Section 2 presents related work in the area of stream
clustering and monitoring and management of
software applications. Section 3 presents proposed
solution of stream clustering on semantic logs for
integrated analytics. Section 4 presents experiments
and discusses evaluation of results as well as
compares it with that of existing solutions. Section 5
presents conclusions followed by references.
2 RELATED WORK
A number of related works have been studied and
analyzed that are carried out in the areas of
clustering of logs for different types of software
systems or software code management repositories
or monitoring and management of software
execution. These research works range from
monitoring and analysis of stand-alone applications
to large-scale applications with multiple
components, middleware-based solutions and
service based systems. Brief discussions and
analyses on some of the interested and related
approaches is described as follows.
In (Vaarandi, 2003), clustering of log events is
proposed based on different features of events in
logs. Different clustering algorithms (Hand, 2001)

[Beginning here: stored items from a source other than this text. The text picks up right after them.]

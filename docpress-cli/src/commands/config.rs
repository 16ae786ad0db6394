use anyhow::{Context, Result, bail};
use shared::config::ClientConfig;
use std::fs;

/// Writes a default configuration file into the current directory.
///
/// # Errors
/// Returns an error if the format is unsupported or if writing the file fails.
pub fn generate_config(format: &str) -> Result<()> {
    let config = ClientConfig::with_defaults();
    let (file_name, serialized) = match format {
        "yaml" => ("config.yaml", serde_yml::to_string(&config)?),
        "json" => ("config.json", serde_json::to_string_pretty(&config)?),
        _ => bail!("Unsupported format. Use 'yaml' or 'json'."),
    };

    fs::write(file_name, serialized.as_bytes())
        .with_context(|| format!("failed to write {file_name}"))?;

    println!("Configuration file '{file_name}' generated successfully.");
    Ok(())
}
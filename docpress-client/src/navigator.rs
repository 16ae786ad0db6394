//! Guarded navigation over the route table.
//!
//! The [`Navigator`] records the current location in a `watch` channel so the
//! app shell and its consumers observe the same value.

use std::sync::Arc;
use thiserror::Error;
use tokio::sync::watch;
use tracing::{debug, info};
use url::form_urlencoded;

use crate::{
    guard::{self, Decision, RedirectReason},
    routes::{Destination, RouteName, RouteTable},
    session::Session,
};

/// Redirects followed before navigation gives up.
pub const MAX_REDIRECTS: usize = 8;

const RESUME_PARAM: &str = "redirect";

/// Why a navigation could not settle on a destination.
#[derive(Debug, Error, PartialEq, Eq)]
pub enum NavigationError {
    /// The guard kept redirecting.
    #[error("navigation to {path} exceeded {MAX_REDIRECTS} redirects")]
    RedirectLoop {
        /// Location originally requested.
        path: String,
    },

    /// A redirect targeted a route that has only parameterised paths.
    #[error("route table has no static path for {0}")]
    UnknownRoute(RouteName),
}

/// A single redirect taken during navigation.
#[derive(Debug, Clone, PartialEq, Eq)]
pub struct Hop {
    /// Location that was refused.
    pub from: String,
    /// Location redirected to.
    pub to: String,
    /// Why.
    pub reason: RedirectReason,
}

/// Where a navigation ended and how it got there.
#[derive(Debug, Clone, PartialEq, Eq)]
pub struct Navigation {
    /// Final, allowed location.
    pub destination: Destination,
    /// Redirects taken on the way, in order.
    pub redirects: Vec<Hop>,
}

/// Tracks the current location and moves it through the guard.
#[derive(Debug, Clone)]
pub struct Navigator {
    routes: Arc<RouteTable>,
    current: Arc<watch::Sender<Destination>>,
}

impl Default for Navigator {
    fn default() -> Self {
        Self::new(RouteTable::default())
    }
}

impl Navigator {
    /// Creates a navigator positioned at `/`.
    #[must_use]
    pub fn new(routes: RouteTable) -> Self {
        let (current, _) = watch::channel(routes.resolve("/"));
        Self {
            routes: Arc::new(routes),
            current: Arc::new(current),
        }
    }

    /// The table locations are resolved against.
    #[must_use]
    pub fn routes(&self) -> &RouteTable {
        &self.routes
    }

    /// Current location.
    #[must_use]
    pub fn current(&self) -> Destination {
        self.current.borrow().clone()
    }

    /// Receiver that observes every location change.
    #[must_use]
    pub fn subscribe(&self) -> watch::Receiver<Destination> {
        self.current.subscribe()
    }

    /// Navigates to `location`, following guard redirects until one is allowed.
    ///
    /// # Errors
    /// Fails when more than [`MAX_REDIRECTS`] redirects are needed or a
    /// redirect targets a route with no static path. The current location is
    /// left unchanged in either case.
    pub fn navigate(
        &self,
        location: &str,
        session: &Session,
    ) -> Result<Navigation, NavigationError> {
        let mut destination = self.routes.resolve(location);
        let mut redirects = Vec::new();

        while let Decision::Redirect { to, resume, reason } =
            guard::evaluate(&destination, session)
        {
            if redirects.len() >= MAX_REDIRECTS {
                return Err(NavigationError::RedirectLoop {
                    path: location.to_string(),
                });
            }
            let target = self.redirect_target(to, resume.as_deref())?;
            let next = self.routes.resolve(&target);
            debug!(from = %destination.full_path, to = %next.full_path, %reason, "redirecting");
            redirects.push(Hop {
                from: std::mem::replace(&mut destination, next).full_path,
                to: destination.full_path.clone(),
                reason,
            });
        }

        debug!(path = %destination.full_path, route = %destination.name, "navigated");
        self.current.send_replace(destination.clone());
        Ok(Navigation {
            destination,
            redirects,
        })
    }

    /// Moves to `location` without consulting the guard.
    #[must_use]
    pub fn force(&self, location: &str) -> Destination {
        let destination = self.routes.resolve(location);
        info!(path = %destination.full_path, "forced navigation");
        self.current.send_replace(destination.clone());
        destination
    }

    /// Continues to the location saved by a login redirect, or the dashboard.
    ///
    /// Only same-site paths are honoured.
    ///
    /// # Errors
    /// See [`Navigator::navigate`].
    pub fn resume_after_login(&self, session: &Session) -> Result<Navigation, NavigationError> {
        let target = match self.current().query_param(RESUME_PARAM) {
            Some(path) if path.starts_with('/') && !path.starts_with("//") => path,
            _ => self
                .routes
                .path_for(RouteName::Dashboard)
                .ok_or(NavigationError::UnknownRoute(RouteName::Dashboard))?
                .to_string(),
        };
        self.navigate(&target, session)
    }

    fn redirect_target(
        &self,
        to: RouteName,
        resume: Option<&str>,
    ) -> Result<String, NavigationError> {
        let path = self
            .routes
            .path_for(to)
            .ok_or(NavigationError::UnknownRoute(to))?;
        Ok(match resume {
            Some(resume) => {
                let query = form_urlencoded::Serializer::new(String::new())
                    .append_pair(RESUME_PARAM, resume)
                    .finish();
                format!("{path}?{query}")
            }
            None => path.to_string(),
        })
    }
}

and (Berkhin, 2002) have been used to cluster log
Integrated Analytics for Application Management using Stream Clustering and Semantics
281
events into different categories. Authors categorize
different lines in log files as different objects and
then use clustering algorithms to cluster different
lines into different clusters. After the clusters of
event types are been identified, different analysis
techniques are further used for detecting temporal
associations between event types. A clustering tool
called SLCT (Simple Logfile Clustering Tool) has
been built based on these analyses techniques.
However, limitation of this approach is that authors
do not make any attempt to structure or formalize
data in logs. The solution build be authors mostly
relies on unstructured and almost not expressive
data.
In (Makanju, 2008), authors use logs from a
network management software and perform
clustering in order to have a better and meaningful
view for system and network administrators.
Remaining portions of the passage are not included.